We all have mercury levels in out tissues, but pregnant mothers, nursing infants, and young children are at greatest risk from chronic mercury poisoning, a condition that can produce reduced motor skills, mental retardation and other birth defects. Despite worldwide and EPA scientific studies of mercury's hazards, the Bush administration is planning to relax rules on mercury pollution. Because mercury is not biodegradable, it continues to accumulate in the ecosystem, particularly in high amounts in fish and in the birds and animals who eat them. Thus humans, as the end of the food chain, have become contaminated.
Coal- and tire-fired power generation, and industrial processes such as battery manufacturing, create mercury compounds that are toxic, even at extremely low levels of exposure. In the face of this the Holcim Cement Plant at Trident is requesting permission to increase mercury emissions by 89 pounds a year. Already most of our flat water lakes have fish populations too dangerous for pregnant women and children to eat in more than very limited amounts.

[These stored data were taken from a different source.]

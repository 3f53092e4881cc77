//! Document loading, saving and version snapshots.

use std::path::Path;

use nc_project::{LoadReport, SerializedGraph};
use nc_store::{GraphStore, VersionInfo};

use crate::config::SessionConfig;
use crate::error::{AppError, AppResult};
use crate::session::Session;

/// Counts reported by `validate`.
#[derive(Debug, Clone, PartialEq, Eq)]
pub struct GraphSummary {
    pub node_count: usize,
    pub edge_count: usize,
    pub invalid_edges: usize,
    pub has_cycle: bool,
}

/// Open a document into a fresh session.
pub fn open_document(path: &Path, config: SessionConfig) -> AppResult<(Session, LoadReport)> {
    let wire = nc_project::load(path)?;
    let mut session = Session::new(config);
    let report = session.load_graph(&wire);
    Ok((session, report))
}

pub fn save_document(path: &Path, session: &Session) -> AppResult<()> {
    nc_project::save(path, &session.serialize_graph())?;
    Ok(())
}

pub fn summarize(session: &Session) -> GraphSummary {
    let graph = session.graph();
    GraphSummary {
        node_count: graph.nodes().len(),
        edge_count: graph.edges().len(),
        invalid_edges: graph.edges().iter().filter(|e| !e.is_valid()).count(),
        has_cycle: graph.has_cycle(),
    }
}

/// Store key for a document: its file stem with unsupported characters
/// replaced by `_`.
pub fn graph_id_for(path: &Path) -> AppResult<String> {
    let stem = path
        .file_stem()
        .and_then(|s| s.to_str())
        .filter(|s| !s.is_empty())
        .ok_or_else(|| AppError::Project(format!("no file name in {}", path.display())))?;
    Ok(stem
        .chars()
        .map(|c| if c.is_ascii_alphanumeric() || c == '-' || c == '_' { c } else { '_' })
        .collect())
}

/// Record a named version of the document in the store beside it.
pub fn snapshot_document(path: &Path, name: &str) -> AppResult<VersionInfo> {
    let wire = nc_project::load(path)?;
    snapshot_graph(path, name, &wire)
}

pub fn snapshot_graph(path: &Path, name: &str, graph: &SerializedGraph) -> AppResult<VersionInfo> {
    let store = GraphStore::for_document(path)?;
    let graph_id = graph_id_for(path)?;
    store.save_graph(&graph_id, graph)?;
    Ok(store.save_version(&graph_id, name, graph)?)
}

pub fn list_document_versions(path: &Path) -> AppResult<Vec<VersionInfo>> {
    let store = GraphStore::for_document(path)?;
    let graph_id = graph_id_for(path)?;
    if !store.has_graph(&graph_id) {
        return Ok(Vec::new());
    }
    Ok(store.list_versions(&graph_id)?)
}

#[cfg(test)]
mod tests {
    use super::*;

    #[test]
    fn graph_id_sanitizes_stem() {
        assert_eq!(graph_id_for(Path::new("/tmp/my model.v2.json")).unwrap(), "my_model_v2");
        assert!(graph_id_for(Path::new("/")).is_err());
    }
}
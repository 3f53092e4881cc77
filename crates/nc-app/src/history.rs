//! Whole-graph snapshot undo/redo.
//!
//! The manager never observes mutations. Callers push the current state with
//! [`HistoryManager::save_snapshot`] before every undoable edit.

use std::collections::VecDeque;

use nc_project::SerializedGraph;
use tracing::debug;

use crate::config::DEFAULT_HISTORY_DEPTH;

#[derive(Debug, Clone)]
pub struct HistoryManager {
    undo: VecDeque<SerializedGraph>,
    redo: Vec<SerializedGraph>,
    max_depth: usize,
}

impl Default for HistoryManager {
    fn default() -> Self {
        Self::new(DEFAULT_HISTORY_DEPTH)
    }
}

impl HistoryManager {
    /// `max_depth` is clamped to at least one snapshot.
    pub fn new(max_depth: usize) -> Self {
        Self {
            undo: VecDeque::new(),
            redo: Vec::new(),
            max_depth: max_depth.max(1),
        }
    }

    pub fn max_depth(&self) -> usize {
        self.max_depth
    }

    /// Push `current` and discard the redo branch. Evicts the oldest snapshot
    /// past the depth limit.
    pub fn save_snapshot(&mut self, current: SerializedGraph) {
        self.undo.push_back(current);
        if self.undo.len() > self.max_depth {
            self.undo.pop_front();
            debug!(max_depth = self.max_depth, "evicted oldest snapshot");
        }
        self.redo.clear();
    }

    /// State to restore, or `None` when there is nothing to undo.
    pub fn undo(&mut self, current: SerializedGraph) -> Option<SerializedGraph> {
        let previous = self.undo.pop_back()?;
        self.redo.push(current);
        Some(previous)
    }

    /// State to restore, or `None` when there is nothing to redo.
    pub fn redo(&mut self, current: SerializedGraph) -> Option<SerializedGraph> {
        let next = self.redo.pop()?;
        self.undo.push_back(current);
        if self.undo.len() > self.max_depth {
            self.undo.pop_front();
        }
        Some(next)
    }

    pub fn can_undo(&self) -> bool {
        !self.undo.is_empty()
    }

    pub fn can_redo(&self) -> bool {
        !self.redo.is_empty()
    }

    /// `(undo, redo)` stack depths.
    pub fn depth(&self) -> (usize, usize) {
        (self.undo.len(), self.redo.len())
    }

    pub fn clear(&mut self) {
        self.undo.clear();
        self.redo.clear();
    }
}

#[cfg(test)]
mod tests {
    use super::*;
    use nc_project::parse_json;
    use proptest::prelude::*;

    fn state(n: usize) -> SerializedGraph {
        let nodes: Vec<String> = (1..=n)
            .map(|i| format!(r#"{{"id": "node_{i}", "type": "relu"}}"#))
            .collect();
        parse_json(&format!(r#"{{"nodes": [{}], "edges": []}}"#, nodes.join(","))).unwrap()
    }

    #[test]
    fn undo_redo_are_mirrors() {
        let mut history = HistoryManager::default();
        assert!(history.undo(state(0)).is_none());

        history.save_snapshot(state(0));
        history.save_snapshot(state(1));
        assert_eq!(history.undo(state(2)), Some(state(1)));
        assert_eq!(history.undo(state(1)), Some(state(0)));
        assert!(!history.can_undo());
        assert_eq!(history.redo(state(0)), Some(state(1)));
        assert_eq!(history.depth(), (1, 1));
    }

    #[test]
    fn new_snapshot_clears_redo() {
        let mut history = HistoryManager::default();
        history.save_snapshot(state(0));
        history.undo(state(1));
        assert!(history.can_redo());
        history.save_snapshot(state(0));
        assert!(!history.can_redo());
    }

    #[test]
    fn depth_is_bounded() {
        let mut history = HistoryManager::new(2);
        for n in 0..5 {
            history.save_snapshot(state(n));
        }
        assert_eq!(history.depth(), (2, 0));
        assert_eq!(history.undo(state(5)), Some(state(4)));
        assert_eq!(history.undo(state(4)), Some(state(3)));
        assert!(history.undo(state(3)).is_none());
        assert_eq!(HistoryManager::new(0).max_depth(), 1);
    }

    proptest! {
        #[test]
        fn undo_count_is_bounded_by_depth(depth in 1usize..6, pushes in 0usize..20) {
            let mut history = HistoryManager::new(depth);
            for n in 0..pushes {
                history.save_snapshot(state(n % 3));
            }
            let mut undone = 0;
            while history.undo(state(0)).is_some() {
                undone += 1;
            }
            prop_assert_eq!(undone, pushes.min(depth));
            prop_assert_eq!(history.depth().1, undone);
        }
    }
}
//! Application service layer for neurocanvas.
//!
//! Owns the editing [`Session`] (graph, history, super-blocks, generated code)
//! and the boundaries to the code-generation, export and persistence
//! collaborators. Front ends (the CLI, a future canvas UI) talk only to this
//! crate.

pub mod codegen;
pub mod config;
pub mod error;
pub mod events;
pub mod export;
pub mod history;
pub mod project_service;
pub mod service;
pub mod session;
pub mod skeleton;

// Re-export key types for convenience
pub use codegen::{
    CodeGenerator, Framework, GenerateRequest, GenerateResponse, LineRange, NodeMapping, Provider,
    build_prompt, clean_code_fences, infer_node_mapping, system_message,
};
pub use config::{DEFAULT_EXPORT_FILENAME, DEFAULT_HISTORY_DEPTH, SessionConfig, credential_for, env_lookup};
pub use error::{AppError, AppResult};
pub use events::{Listener, SessionEvent, SubscriptionId};
pub use export::{ExportFormat, ExportedFile, export, notebook};
pub use history::HistoryManager;
pub use project_service::{
    GraphSummary, graph_id_for, list_document_versions, open_document, save_document, snapshot_document,
    snapshot_graph, summarize,
};
pub use service::{ServiceCall, ServiceGenerator};
pub use session::Session;
pub use skeleton::SkeletonGenerator;
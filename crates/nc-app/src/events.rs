//! Change notifications for view layers.

use nc_core::{EdgeId, NodeId, SuperBlockId};

/// What changed in a [`crate::Session`].
#[derive(Debug, Clone, PartialEq)]
pub enum SessionEvent {
    NodeAdded(NodeId),
    NodeChanged(NodeId),
    NodeDeleted(NodeId),
    EdgeAdded { edge: EdgeId, valid: bool },
    EdgeDeleted(EdgeId),
    SelectionChanged,
    GraphReplaced,
    CanvasCleared,
    HistoryChanged { can_undo: bool, can_redo: bool },
    GroupsChanged(Option<SuperBlockId>),
    GenerationStarted,
    GenerationFinished,
    GenerationFailed(String),
    Highlighted(Option<NodeId>),
    SettingsChanged,
}

pub type Listener = Box<dyn FnMut(&SessionEvent)>;

/// Handle returned by `subscribe`, used to unsubscribe.
#[derive(Debug, Clone, Copy, PartialEq, Eq, Hash)]
pub struct SubscriptionId(u64);

#[derive(Default)]
pub struct EventBus {
    listeners: Vec<(SubscriptionId, Listener)>,
    next: u64,
}

impl EventBus {
    pub fn subscribe(&mut self, listener: Listener) -> SubscriptionId {
        self.next += 1;
        let id = SubscriptionId(self.next);
        self.listeners.push((id, listener));
        id
    }

    /// Returns whether a listener was removed.
    pub fn unsubscribe(&mut self, id: SubscriptionId) -> bool {
        let before = self.listeners.len();
        self.listeners.retain(|(sid, _)| *sid != id);
        self.listeners.len() != before
    }

    pub fn emit(&mut self, event: SessionEvent) {
        for (_, listener) in &mut self.listeners {
            listener(&event);
        }
    }

    pub fn len(&self) -> usize {
        self.listeners.len()
    }

    pub fn is_empty(&self) -> bool {
        self.listeners.is_empty()
    }
}

impl std::fmt::Debug for EventBus {
    fn fmt(&self, f: &mut std::fmt::Formatter<'_>) -> std::fmt::Result {
        f.debug_struct("EventBus").field("listeners", &self.listeners.len()).finish()
    }
}

#[cfg(test)]
mod tests {
    use super::*;
    use std::cell::RefCell;
    use std::rc::Rc;

    #[test]
    fn listeners_receive_until_unsubscribed() {
        let seen = Rc::new(RefCell::new(Vec::new()));
        let mut bus = EventBus::default();
        let sink = seen.clone();
        let id = bus.subscribe(Box::new(move |e: &SessionEvent| sink.borrow_mut().push(e.clone())));

        bus.emit(SessionEvent::CanvasCleared);
        assert!(bus.unsubscribe(id));
        assert!(!bus.unsubscribe(id));
        bus.emit(SessionEvent::SelectionChanged);

        assert_eq!(*seen.borrow(), vec![SessionEvent::CanvasCleared]);
        assert!(bus.is_empty());
    }
}
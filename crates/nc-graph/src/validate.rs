//! Connection validation.
//!
//! Checks run in a fixed order and stop at the first failure: endpoints exist,
//! block types resolve, ports are declared, data kinds are compatible. Nothing
//! else (fan-in, cycles) is checked.

use core::fmt;

use nc_blocks::{BlockRegistry, DataKind};

use crate::graph::NodeInstance;

/// Why a connection is not well-typed.
#[derive(Debug, Clone, Copy, PartialEq, Eq)]
pub enum ConnectionIssue {
    InvalidNodes,
    UnknownBlockType,
    InvalidPort,
    TypeMismatch { source: DataKind, target: DataKind },
}

impl fmt::Display for ConnectionIssue {
    fn fmt(&self, f: &mut fmt::Formatter<'_>) -> fmt::Result {
        match self {
            ConnectionIssue::InvalidNodes => f.write_str("Invalid nodes"),
            ConnectionIssue::UnknownBlockType => f.write_str("Unknown block type"),
            ConnectionIssue::InvalidPort => f.write_str("Invalid port"),
            ConnectionIssue::TypeMismatch { source, target } => {
                write!(f, "Type mismatch: {source} → {target}")
            }
        }
    }
}

/// Validity tag stored on every edge.
#[derive(Debug, Clone, Copy, Default, PartialEq, Eq)]
pub enum ConnectionVerdict {
    #[default]
    Valid,
    Invalid(ConnectionIssue),
}

impl ConnectionVerdict {
    pub fn is_valid(&self) -> bool {
        matches!(self, ConnectionVerdict::Valid)
    }

    pub fn issue(&self) -> Option<ConnectionIssue> {
        match self {
            ConnectionVerdict::Valid => None,
            ConnectionVerdict::Invalid(issue) => Some(*issue),
        }
    }

    /// Human-readable reason, `None` for valid connections.
    pub fn message(&self) -> Option<String> {
        self.issue().map(|issue| issue.to_string())
    }
}

impl From<Result<(), ConnectionIssue>> for ConnectionVerdict {
    fn from(result: Result<(), ConnectionIssue>) -> Self {
        match result {
            Ok(()) => ConnectionVerdict::Valid,
            Err(issue) => ConnectionVerdict::Invalid(issue),
        }
    }
}

/// Judge a connection from `source_port` on `source` to `target_port` on `target`.
pub fn validate_connection(
    registry: &BlockRegistry,
    source: Option<&NodeInstance>,
    target: Option<&NodeInstance>,
    source_port: &str,
    target_port: &str,
) -> ConnectionVerdict {
    check(registry, source, target, source_port, target_port).into()
}

fn check(
    registry: &BlockRegistry,
    source: Option<&NodeInstance>,
    target: Option<&NodeInstance>,
    source_port: &str,
    target_port: &str,
) -> Result<(), ConnectionIssue> {
    let (Some(source), Some(target)) = (source, target) else {
        return Err(ConnectionIssue::InvalidNodes);
    };

    let (Some(source_block), Some(target_block)) = (
        registry.lookup(&source.block_type),
        registry.lookup(&target.block_type),
    ) else {
        return Err(ConnectionIssue::UnknownBlockType);
    };

    let (Some(out_port), Some(in_port)) = (
        source_block.output(source_port),
        target_block.input(target_port),
    ) else {
        return Err(ConnectionIssue::InvalidPort);
    };

    if !out_port.kind.is_compatible_with(in_port.kind) {
        return Err(ConnectionIssue::TypeMismatch {
            source: out_port.kind,
            target: in_port.kind,
        });
    }
    Ok(())
}

#[cfg(test)]
mod tests {
    use super::*;
    use nc_blocks::{BlockCategory, BlockType, Params, Port};
    use nc_core::{NodeId, Position};

    fn registry() -> BlockRegistry {
        let mut registry = BlockRegistry::new();
        let blocks = [
            BlockType::new("emit", "Emit", BlockCategory::Layer)
                .with_output(Port::tensor("out", "Out")),
            BlockType::new("takes_scalar", "Scalar", BlockCategory::Operation)
                .with_input(Port::scalar("in", "In")),
            BlockType::new("takes_any", "Any", BlockCategory::Operation)
                .with_input(Port::any("in", "In")),
        ];
        for block in blocks {
            registry.register(block).unwrap();
        }
        registry
    }

    fn node(id: &str, block_type: &str) -> NodeInstance {
        NodeInstance {
            id: NodeId::new(id),
            block_type: block_type.to_string(),
            label: block_type.to_string(),
            category: BlockCategory::Layer,
            params: Params::new(),
            position: Position::ORIGIN,
        }
    }

    #[test]
    fn missing_node() {
        let registry = registry();
        let a = node("node_1", "emit");
        let verdict = validate_connection(&registry, Some(&a), None, "out", "in");
        assert_eq!(verdict, ConnectionVerdict::Invalid(ConnectionIssue::InvalidNodes));
        assert_eq!(verdict.message().as_deref(), Some("Invalid nodes"));
    }

    #[test]
    fn unknown_type_precedes_port_check() {
        let registry = registry();
        let a = node("node_1", "emit");
        let b = node("node_2", "mystery");
        let verdict = validate_connection(&registry, Some(&a), Some(&b), "nope", "nope");
        assert_eq!(verdict.issue(), Some(ConnectionIssue::UnknownBlockType));
    }

    #[test]
    fn port_direction_matters() {
        let registry = registry();
        let a = node("node_1", "emit");
        let b = node("node_2", "takes_any");
        // "in" is an input of b, not an output of b.
        let verdict = validate_connection(&registry, Some(&b), Some(&a), "in", "out");
        assert_eq!(verdict.issue(), Some(ConnectionIssue::InvalidPort));
    }

    #[test]
    fn tensor_to_scalar_mismatch_and_wildcard() {
        let registry = registry();
        let a = node("node_1", "emit");
        let scalar = node("node_2", "takes_scalar");
        let any = node("node_3", "takes_any");

        let verdict = validate_connection(&registry, Some(&a), Some(&scalar), "out", "in");
        assert!(!verdict.is_valid());
        let message = verdict.message().unwrap();
        assert!(message.contains("tensor") && message.contains("scalar"));
        assert_eq!(message, "Type mismatch: tensor → scalar");

        let verdict = validate_connection(&registry, Some(&a), Some(&any), "out", "in");
        assert!(verdict.is_valid());
        assert_eq!(verdict.message(), None);
    }
}
//! nc-blocks: the block-type registry for neurocanvas.
//!
//! Provides:
//! - Block types with their port contracts and parameter schemas
//! - Port data kinds and their compatibility rule
//! - The standard catalog of layers, activations, operations and attention blocks
//!
//! # Example
//!
//! ```
//! use nc_blocks::{BlockCategory, BlockRegistry, DataKind};
//!
//! let registry = BlockRegistry::standard();
//! let linear = registry.lookup("linear").unwrap();
//! assert_eq!(linear.category, BlockCategory::Layer);
//! assert_eq!(linear.input("in").unwrap().kind, DataKind::Tensor);
//! ```

pub mod block;
pub mod catalog;
pub mod error;
pub mod params;
pub mod port;
pub mod registry;

pub use block::{BlockCategory, BlockType};
pub use error::{RegistryError, RegistryResult};
pub use params::{ParamIssue, ParamKind, ParamSchema, ParamSpec, ParamValue, Params};
pub use port::{DataKind, EdgePosition, Port, PortDirection};
pub use registry::BlockRegistry;
use nc_project::{GraphMetadata, parse_json};
use nc_store::*;

fn sample() -> nc_project::SerializedGraph {
    let mut graph = parse_json(
        r#"{"nodes": [
            {"id": "node_1", "type": "linear", "label": "Linear", "params": {"inFeatures": 4}, "position": {"x": 0, "y": 0}},
            {"id": "node_2", "type": "relu", "label": "ReLU", "params": {}, "position": {"x": 0, "y": 100}}
        ], "edges": [
            {"id": "edge_1", "source": "node_1", "sourceHandle": "out", "target": "node_2", "targetHandle": "in"}
        ]}"#,
    )
    .unwrap();
    graph.metadata = Some(GraphMetadata::for_framework("pytorch"));
    graph
}

fn fresh_store(name: &str) -> GraphStore {
    let dir = std::env::temp_dir().join(name);
    let _ = std::fs::remove_dir_all(&dir);
    GraphStore::new(dir).unwrap()
}

#[test]
fn save_load_delete_graph() {
    let store = fresh_store("nc_store_smoke_graph");
    let graph = sample();

    assert!(!store.has_graph("mlp"));
    store.save_graph("mlp", &graph).unwrap();
    assert!(store.has_graph("mlp"));
    assert_eq!(store.load_graph("mlp").unwrap(), graph);
    assert_eq!(store.list_graphs().unwrap(), ["mlp"]);

    store.delete_graph("mlp").unwrap();
    assert!(!store.has_graph("mlp"));
    assert!(matches!(
        store.load_graph("mlp"),
        Err(StoreError::GraphNotFound { .. })
    ));
}

#[test]
fn rejects_path_like_ids() {
    let store = fresh_store("nc_store_smoke_ids");
    assert!(matches!(
        store.save_graph("../escape", &sample()),
        Err(StoreError::InvalidGraphId { .. })
    ));
    assert!(!store.has_graph(""));
}

#[test]
fn versions_are_listed_oldest_first() {
    let store = fresh_store("nc_store_smoke_versions");
    let mut graph = sample();

    let first = store.save_version("mlp", "initial", &graph).unwrap();
    graph.nodes.pop();
    graph.edges.clear();
    let second = store.save_version("mlp", "trimmed", &graph).unwrap();

    assert_ne!(first.content_hash, second.content_hash);
    assert_eq!(first.node_count, 2);
    assert_eq!(second.edge_count, 0);
    assert!(chrono::DateTime::parse_from_rfc3339(&first.created_at).is_ok());

    let listed = store.list_versions("mlp").unwrap();
    assert_eq!(listed.len(), 2);
    assert!(listed[0].created_at <= listed[1].created_at);

    let loaded = store.load_version("mlp", &second.id).unwrap();
    assert_eq!(loaded.graph, graph);
    assert_eq!(loaded.info, second);

    assert!(store.list_versions("other").unwrap().is_empty());
}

Allowing fisherman to catch fish, but advising them to restrict or avoid eating them does not bode well for a state promoting tourism as a major industry.
Americans react immediately to disasters such as 9-11, which killed 3,000 people, yet fail to get excited that 1 million of us die annually from tobacco, obesity, and alcohol. Former President Ronald Reagan once cited a clever analogy of how we lose our freedoms insidiously (and in the case of mercury, our health). He said that if a frog is tossed into boiling water it will, upon contact, immediately jump out and survive. A frog placed in cold water and brought slowly to boiling, will die before the danger is appreciated.
Before we develop the equivalent of mad hatter's disease, perhaps we should get madder than hell and insist that we take measures that maintain the last best place.